ACTION ITEM:
Return a copy of every line in the data below that contains "keeps".

====

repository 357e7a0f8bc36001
use rust_decimal::Decimal;
use rust_decimal_macros::dec;
use serde::{Deserialize, Serialize};
use std::time::Instant;

use crate::error::VcToolsError;
use crate::fund_fees::waterfall::{build_waterfall, WaterfallBar};
use crate::time_value::{compound_factor, compound_growth};
use crate::types::*;
use crate::VcToolsResult;

/// First fund year in which realisations are distributed.
const DISTRIBUTION_START_YEAR: u32 = 4;

// ---------------------------------------------------------------------------
// Input types
// ---------------------------------------------------------------------------

/// How the annual management fee is set.
#[derive(Debug, Clone, Copy, PartialEq, Eq, Hash, Serialize, Deserialize)]
pub enum FeeType {
    /// Percentage of the fee basis.
    Rate,
    /// Operating budget shared pro rata across the manager's funds.
    Budget,
}

/// Capital base for post-investment-period rate fees.
#[derive(Debug, Clone, Copy, PartialEq, Eq, Hash, Serialize, Deserialize)]
pub enum FeeBasis {
    /// Committed capital (fund size).
    Committed,
    /// Committed capital less fees charged so far.
    Invested,
}

/// Carried interest accounting basis.
#[derive(Debug, Clone, Copy, PartialEq, Eq, Hash, Serialize, Deserialize)]
pub enum CarryBasis {
    /// European: carry on whole-fund profit above the hurdle.
    WholeFund,
    /// American: carry per winning deal, subject to clawback.
    DealByDeal,
}

/// Input for the fund management-fee and carry model. Amounts in $ millions.
#[derive(Debug, Clone, PartialEq, Eq, Hash, Serialize, Deserialize)]
pub struct FundFeeInput {
    /// Committed capital ($M)
    pub fund_size: Money,
    /// Investment period in years
    pub investment_period: u32,
    /// Fund life in years (>= 1)
    pub fund_life: u32,
    pub fee_type: FeeType,
    /// Annual fee rate during the investment period (0.02 = 2%)
    pub fee_rate: Rate,
    /// Switch to `post_fee_rate` after the investment period
    pub step_down: bool,
    /// Annual fee rate after the investment period when `step_down` is set
    pub post_fee_rate: Rate,
    pub fee_basis: FeeBasis,
    /// Year-one management company budget ($M), budget fees only
    pub total_budget: Money,
    /// Annual budget growth (0.05 = 5%)
    pub budget_growth_rate: Rate,
    /// AUM of the manager's other funds sharing the budget ($M)
    pub other_funds_aum: Money,
    /// Carried interest (0.20 = 20%)
    pub carry_rate: Rate,
    /// Annual compounding hurdle (0.08 = 8%); zero disables the hurdle
    pub hurdle_rate: Rate,
    pub carry_basis: CarryBasis,
    /// Share of invested capital in winning deals (deal-by-deal only)
    pub success_rate: Rate,
    /// Gross multiple on invested capital
    pub gross_tvpi: Multiple,
}

// ---------------------------------------------------------------------------
// Output types
// ---------------------------------------------------------------------------

/// One fund year.
#[derive(Debug, Clone, PartialEq, Serialize, Deserialize)]
pub struct FeeYear {
    pub year: u32,
    pub mgmt_fee: Money,
    pub cumul_fees: Money,
    pub distribution: Money,
    pub carry: Money,
    pub cumul_dist: Money,
    pub cumul_carry: Money,
    /// distribution - carry - mgmt_fee
    pub net_to_lp: Money,
}

/// Full fee, carry and net-return picture for the fund.
#[derive(Debug, Clone, Serialize, Deserialize)]
pub struct FundFeeOutput {
    pub years: Vec<FeeYear>,
    pub total_fees: Money,
    /// fund_size - total_fees; negative when fees exceed commitments
    pub invested_capital: Money,
    pub gross_proceeds: Money,
    /// gross_proceeds - fund_size
    pub total_profit: Money,
    pub hurdle_amount: Money,
    pub whole_fund_carry: Money,
    /// Carry the GP keeps (post-clawback). Always the whole-fund figure.
    pub total_carry: Money,
    /// Pre-clawback carry under deal-by-deal accounting (zero for whole-fund)
    pub deal_by_deal_carry: Money,
    pub clawback: Money,
    pub net_to_lps: Money,
    pub net_tvpi: Multiple,
    /// gross_tvpi - net_tvpi
    pub fee_drag: Multiple,
    pub waterfall: Vec<WaterfallBar>,
}

/// Carry figures before they are spread over the distribution years.
#[derive(Debug, Clone, Copy, PartialEq)]
struct CarrySplit {
    hurdle_amount: Money,
    whole_fund: Money,
    deal_by_deal: Money,
    clawback: Money,
    total: Money,
}

// ---------------------------------------------------------------------------
// Calculation
// ---------------------------------------------------------------------------

/// Compute the year-by-year fee schedule, carry, clawback and net LP returns.
pub fn compute_fund_fees(
    input: &FundFeeInput,
) -> VcToolsResult<ComputationOutput<FundFeeOutput>> {
    let start = Instant::now();
    let mut warnings: Vec<String> = Vec::new();

    validate_fund_fee_input(input)?;

    if input.fund_life < input.investment_period {
        warnings.push(format!(
            "fund_life ({}) is shorter than investment_period ({}); post-period fees never apply",
            input.fund_life, input.investment_period
        ));
    }

    let output = fund_fee_model(input);

    if output.invested_capital < Decimal::ZERO {
        warnings.push(format!(
            "Management fees ({}) exceed committed capital ({}); invested capital is negative",
            output.total_fees, input.fund_size
        ));
    }
    if output.clawback > Decimal::ZERO {
        warnings.push(format!(
            "Deal-by-deal carry of {} exceeds whole-fund carry; GP owes a clawback of {}",
            output.deal_by_deal_carry, output.clawback
        ));
    }

    let elapsed = start.elapsed().as_micros() as u64;
    Ok(with_metadata(
        "VC Fund Management Fees & Carried Interest",
        &serde_json::json!({
            "fund_size": input.fund_size.to_string(),
            "fund_life": input.fund_life,
            "investment_period": input.investment_period,
            "fee_type": format!("{:?}", input.fee_type),
            "fee_basis": format!("{:?}", input.fee_basis),
            "carry_basis": format!("{:?}", input.carry_basis),
            "carry_rate": input.carry_rate.to_string(),
            "hurdle_rate": input.hurdle_rate.to_string(),
            "gross_tvpi": input.gross_tvpi.to_string(),
            "distribution_start_year": DISTRIBUTION_START_YEAR.min(input.fund_life),
        }),
        warnings,
        elapsed,
        output,
    ))
}

/// Unvalidated model body, shared with the sensitivity sweep.
pub(crate) fn fund_fee_model(input: &FundFeeInput) -> FundFeeOutput {
    let fees = fee_schedule(input);
    let total_fees: Money = fees.iter().copied().sum();

    let invested_capital = input.fund_size - total_fees;
    let gross_proceeds = invested_capital * input.gross_tvpi;
    let total_profit = gross_proceeds - input.fund_size;

    let carry = compute_carry(input, invested_capital, gross_proceeds, total_profit);

    let (dist_start, total_weight) = distribution_ramp(input.fund_life);

    let mut years: Vec<FeeYear> = Vec::with_capacity(fees.len());
    let mut cumul_fees = Decimal::ZERO;
    let mut cumul_dist = Decimal::ZERO;
    let mut cumul_carry = Decimal::ZERO;

    for (idx, mgmt_fee) in fees.iter().copied().enumerate() {
        let year = idx as u32 + 1;
        cumul_fees += mgmt_fee;

        let (distribution, year_carry) = if year >= dist_start && gross_proceeds > Decimal::ZERO
        {
            let weight = Decimal::from(year - dist_start + 1) / total_weight;
            (gross_proceeds * weight, carry.total * weight)
        } else {
            (Decimal::ZERO, Decimal::ZERO)
        };
        cumul_dist += distribution;
        cumul_carry += year_carry;

        years.push(FeeYear {
            year,
            mgmt_fee,
            cumul_fees,
            distribution,
            carry: year_carry,
            cumul_dist,
            cumul_carry,
            net_to_lp: distribution - year_carry - mgmt_fee,
        });
    }

    let net_to_lps = gross_proceeds - total_fees - carry.total;
    let net_tvpi = net_to_lps / input.fund_size;
    let fee_drag = input.gross_tvpi - net_tvpi;

    let mut output = FundFeeOutput {
        years,
        total_fees,
        invested_capital,
        gross_proceeds,
        total_profit,
        hurdle_amount: carry.hurdle_amount,
        whole_fund_carry: carry.whole_fund,
        total_carry: carry.total,
        deal_by_deal_carry: carry.deal_by_deal,
        clawback: carry.clawback,
        net_to_lps,
        net_tvpi,
        fee_drag,
        waterfall: Vec::new(),
    };
    output.waterfall = build_waterfall(input.fund_size, input.carry_basis, &output);
    output
}

/// Management fee for each year 1..=fund_life.
fn fee_schedule(input: &FundFeeInput) -> Vec<Money> {
    let mut fees: Vec<Money> = Vec::with_capacity(input.fund_life as usize);
    let mut cumul_fees = Decimal::ZERO;

    for year in 1..=input.fund_life {
        let fee = match input.fee_type {
            FeeType::Budget => {
                let total_expense =
                    input.total_budget * compound_factor(input.budget_growth_rate, year - 1);
                let total_aum = input.fund_size + input.other_funds_aum;
                if total_aum > Decimal::ZERO {
                    total_expense * (input.fund_size / total_aum)
                } else {
                    Decimal::ZERO
                }
            }
            FeeType::Rate => {
                if year <= input.investment_period {
                    input.fund_size * input.fee_rate
                } else {
                    let rate = if input.step_down {
                        input.post_fee_rate
                    } else {
                        input.fee_rate
                    };
                    match input.fee_basis {
                        FeeBasis::Invested => (input.fund_size - cumul_fees) * rate,
                        FeeBasis::Committed => input.fund_size * rate,
                    }
                }
            }
        };
        cumul_fees += fee;
        fees.push(fee);
    }

    fees
}

/// First distribution year and the sum of the linear ramp weights 1..=N.
fn distribution_ramp(fund_life: u32) -> (u32, Decimal) {
    let start = DISTRIBUTION_START_YEAR.min(fund_life);
    let dist_years = fund_life.saturating_sub(start).saturating_add(1).max(1);
    let total_weight = Decimal::from(dist_years) * Decimal::from(dist_years + 1) / dec!(2);
    (start, total_weight)
}

fn compute_carry(
    input: &FundFeeInput,
    invested_capital: Money,
    gross_proceeds: Money,
    total_profit: Money,
) -> CarrySplit {
    let hurdle_amount = if input.hurdle_rate > Decimal::ZERO {
        compound_growth(input.fund_size, input.hurdle_rate, input.fund_life)
    } else {
        Decimal::ZERO
    };

    let whole_fund_carryable = (total_profit - hurdle_amount).max(Decimal::ZERO);
    let whole_fund = whole_fund_carryable * input.carry_rate;

    match input.carry_basis {
        CarryBasis::WholeFund => CarrySplit {
            hurdle_amount,
            whole_fund,
            deal_by_deal: Decimal::ZERO,
            clawback: Decimal::ZERO,
            total: whole_fund,
        },
        CarryBasis::DealByDeal => {
            let winner_cost = invested_capital * input.success_rate;
            let deal_by_deal = input.carry_rate * (gross_proceeds - winner_cost).max(Decimal::ZERO);
            let clawback = (deal_by_deal - whole_fund).max(Decimal::ZERO);
            // After clawback the GP keeps only the whole-fund figure.
            CarrySplit {
                hurdle_amount,
                whole_fund,
                deal_by_deal,
                clawback,
                total: whole_fund,
            }
        }
    }
}

pub(crate) fn validate_fund_fee_input(input: &FundFeeInput) -> VcToolsResult<()> {
    if input.fund_size <= Decimal::ZERO {
        return Err(VcToolsError::InvalidInput {
            field: "fund_size".into(),
            reason: "Fund size must be positive".into(),
        });
    }
    if input.fund_life == 0 {
        return Err(VcToolsError::InvalidInput {
            field: "fund_life".into(),
            reason: "Fund life must be at least one year".into(),
        });
    }
    for (field, value) in [
        ("fee_rate", input.fee_rate),
        ("post_fee_rate", input.post_fee_rate),
        ("total_budget", input.total_budget),
        ("budget_growth_rate", input.budget_growth_rate),
        ("other_funds_aum", input.other_funds_aum),
        ("hurdle_rate", input.hurdle_rate),
        ("gross_tvpi", input.gross_tvpi),
    ] {
        if value < Decimal::ZERO {
            return Err(VcToolsError::InvalidInput {
                field: field.into(),
                reason: "Value cannot be negative".into(),
            });
        }
    }
    for (field, value) in [
        ("carry_rate", input.carry_rate),
        ("success_rate", input.success_rate),
    ] {
        if value < Decimal::ZERO || value > Decimal::ONE {
            return Err(VcToolsError::InvalidInput {
                field: field.into(),
                reason: "Must be between 0 and 1".into(),
            });
        }
    }
    Ok(())
}

// ---------------------------------------------------------------------------
// Tests
// ---------------------------------------------------------------------------
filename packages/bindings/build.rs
extern crate napi_build;

fn main() {
    napi_build::setup();
}
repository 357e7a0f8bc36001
use serde_json::{Map, Value};

/// Key answers, most specific first. Each key is looked up on the result
/// object and then one level down in its nested objects.
const PRIORITY_KEYS: [&str; 11] = [
    "net_tvpi",
    "expected_tvpi",
    "best_for_founders",
    "adjusted_series_a_shares",
    "effective_price",
    "expected_option_value",
    "implied_pre_money",
    "series_a_stake_pre_b",
    "target_stake",
    "pre_money",
    "total",
];

/// Print just the key answer value from the output.
pub fn print_minimal(value: &Value) {
    let result_obj = value
        .as_object()
        .and_then(|m| m.get("result"))
        .unwrap_or(value);

    match result_obj {
        Value::Object(map) => {
            for key in &PRIORITY_KEYS {
                if let Some(val) = find_key(map, key) {
                    println!("{}", format_minimal(val));
                    return;
                }
            }

            if let Some((key, val)) = map.iter().next() {
                println!("{}: {}", key, format_minimal(val));
                return;
            }
        }
        // Sweeps: print the last point
        Value::Array(points) => {
            if let Some(last) = points.last() {
                println!("{}", format_minimal(last));
                return;
            }
        }
        _ => {}
    }

    println!("{}", format_minimal(result_obj));
}

fn find_key<'a>(map: &'a Map<String, Value>, key: &str) -> Option<&'a Value> {
    if let Some(val) = map.get(key).filter(|v| !v.is_null()) {
        return Some(val);
    }
    map.values()
        .filter_map(Value::as_object)
        .find_map(|nested| nested.get(key).filter(|v| !v.is_null()))
}

fn format_minimal(value: &Value) -> String {
    match value {
        Value::String(s) => s.clone(),
        Value::Number(n) => n.to_string(),
        Value::Bool(b) => b.to_string(),
        Value::Null => "null".to_string(),
        _ => serde_json::to_string(value).unwrap_or_default(),
    }
}
use clap::Args;
use rust_decimal::Decimal;
use serde_json::Value;

use vc_tools_core::valuation_nuances::convertible_note::{self, ConvertibleNoteInput};
use vc_tools_core::valuation_nuances::cumulative_dividends::{self, CumulativeDividendsInput};
use vc_tools_core::valuation_nuances::multi_round::{self, MultiRoundInput};
use vc_tools_core::valuation_nuances::option_pool::{self, OptionPoolInput};
use vc_tools_core::valuation_nuances::options_pricing::{self, OptionsPricingInput};
use vc_tools_core::valuation_nuances::participating_preferred::{
    self, ParticipatingPreferredInput,
};
use vc_tools_core::valuation_nuances::vc_method::{self, VcMethodInput};

use crate::input;

/// Arguments for the Venture Capital Method
#[derive(Args)]
pub struct VcMethodArgs {
    /// Investment ($M)
    #[arg(long)]
    pub investment: Option<Decimal>,

    /// Net income in the exit year ($M)
    #[arg(long)]
    pub net_income: Option<Decimal>,

    /// Exit P/E multiple
    #[arg(long)]
    pub pe_multiple: Option<Decimal>,

    /// Required annual return (e.g. 0.40 for 40%)
    #[arg(long)]
    pub required_return: Option<Decimal>,

    /// Years until exit
    #[arg(long)]
    pub years_to_exit: Option<u32>,

    /// Shares outstanding before the round
    #[arg(long)]
    pub current_shares: Option<Decimal>,

    /// Second required return to compare against
    #[arg(long)]
    pub alternative_return: Option<Decimal>,

    /// Path to JSON input file (overrides individual flags)
    #[arg(long)]
    pub input: Option<String>,
}

/// Arguments for option pool timing
#[derive(Args)]
pub struct OptionPoolArgs {
    /// Path to JSON input file
    #[arg(long)]
    pub input: Option<String>,
}

/// Arguments for Series A pricing ahead of a Series B
#[derive(Args)]
pub struct MultiRoundArgs {
    /// Path to JSON input file
    #[arg(long)]
    pub input: Option<String>,
}

/// Arguments for convertible note conversion
#[derive(Args)]
pub struct ConvertibleNoteArgs {
    /// Path to JSON input file
    #[arg(long)]
    pub input: Option<String>,
}

/// Arguments for binomial option pricing
#[derive(Args)]
pub struct OptionsPricingArgs {
    /// Path to JSON input file
    #[arg(long)]
    pub input: Option<String>,
}

/// Arguments for the participating preferred waterfall
#[derive(Args)]
pub struct ParticipatingPreferredArgs {
    /// Path to JSON input file
    #[arg(long)]
    pub input: Option<String>,
}

/// Arguments for the cumulative dividends waterfall
#[derive(Args)]
pub struct CumulativeDividendsArgs {
    /// Path to JSON input file
    #[arg(long)]
    pub input: Option<String>,
}

pub fn run_vc_method(args: VcMethodArgs) -> Result<Value, Box<dyn std::error::Error>> {
    let vc_input: VcMethodInput = if let Some(ref path) = args.input {
        input::file::read_json(path)?
    } else if let Some(data) = input::stdin::read_stdin()? {
        data
    } else {
        VcMethodInput {
            investment: args
                .investment
                .ok_or("--investment is required (or provide --input)")?,
            net_income: args
                .net_income
                .ok_or("--net-income is required (or provide --input)")?,
            pe_multiple: args
                .pe_multiple
                .ok_or("--pe-multiple is required (or provide --input)")?,
            required_return: args
                .required_return
                .ok_or("--required-return is required (or provide --input)")?,
            years_to_exit: args
                .years_to_exit
                .ok_or("--years-to-exit is required (or provide --input)")?,
            current_shares: args
                .current_shares
                .ok_or("--current-shares is required (or provide --input)")?,
            alternative_return: args.alternative_return,
        }
    };
    let result = vc_method::vc_method(&vc_input)?;
    Ok(serde_json::to_value(result)?)
}

pub fn run_option_pool(args: OptionPoolArgs) -> Result<Value, Box<dyn std::error::Error>> {
    let pool_input: OptionPoolInput = if let Some(ref path) = args.input {
        input::file::read_json(path)?
    } else if let Some(data) = input::stdin::read_stdin()? {
        data
    } else {
        return Err("--input <file.json> or stdin required for option pool analysis".into());
    };
    let result = option_pool::option_pool_analysis(&pool_input)?;
    Ok(serde_json::to_value(result)?)
}

pub fn run_multi_round(args: MultiRoundArgs) -> Result<Value, Box<dyn std::error::Error>> {
    let mr_input: MultiRoundInput = if let Some(ref path) = args.input {
        input::file::read_json(path)?
    } else if let Some(data) = input::stdin::read_stdin()? {
        data
    } else {
        return Err("--input <file.json> or stdin required for multi-round analysis".into());
    };
    let result = multi_round::multi_round(&mr_input)?;
    Ok(serde_json::to_value(result)?)
}

pub fn run_convertible_note(
    args: ConvertibleNoteArgs,
) -> Result<Value, Box<dyn std::error::Error>> {
    let cn_input: ConvertibleNoteInput = if let Some(ref path) = args.input {
        input::file::read_json(path)?
    } else if let Some(data) = input::stdin::read_stdin()? {
        data
    } else {
        return Err("--input <file.json> or stdin required for convertible note".into());
    };
    let result = convertible_note::convertible_note(&cn_input)?;
    Ok(serde_json::to_value(result)?)
}

pub fn run_options_pricing(args: OptionsPricingArgs) -> Result<Value, Box<dyn std::error::Error>> {
    let op_input: OptionsPricingInput = if let Some(ref path) = args.input {
        input::file::read_json(path)?
    } else if let Some(data) = input::stdin::read_stdin()? {
        data
    } else {
        return Err("--input <file.json> or stdin required for options pricing".into());
    };
    let result = options_pricing::options_pricing(&op_input)?;
    Ok(serde_json::to_value(result)?)
}

pub fn run_participating_preferred(
    args: ParticipatingPreferredArgs,
) -> Result<Value, Box<dyn std::error::Error>> {
    let pp_input: ParticipatingPreferredInput = if let Some(ref path) = args.input {
        input::file::read_json(path)?
    } else if let Some(data) = input::stdin::read_stdin()? {
        data
    } else {
        return Err("--input <file.json> or stdin required for participating preferred".into());
    };
    let result = participating_preferred::participating_preferred(&pp_input)?;
    Ok(serde_json::to_value(result)?)
}

pub fn run_cumulative_dividends(
    args: CumulativeDividendsArgs,
) -> Result<Value, Box<dyn std::error::Error>> {
    let cd_input: CumulativeDividendsInput = if let Some(ref path) = args.input {
        input::file::read_json(path)?
    } else if let Some(data) = input::stdin::read_stdin()? {
        data
    } else {
        return Err("--input <file.json> or stdin required for cumulative dividends".into());
    };
    let result = cumulative_dividends::cumulative_dividends(&cd_input)?;
    Ok(serde_json::to_value(result)?)
}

====

PROBLEM SOLUTION:
    /// Carry the GP keeps (post-clawback). Always the whole-fund figure.
            // After clawback the GP keeps only the whole-fund figure.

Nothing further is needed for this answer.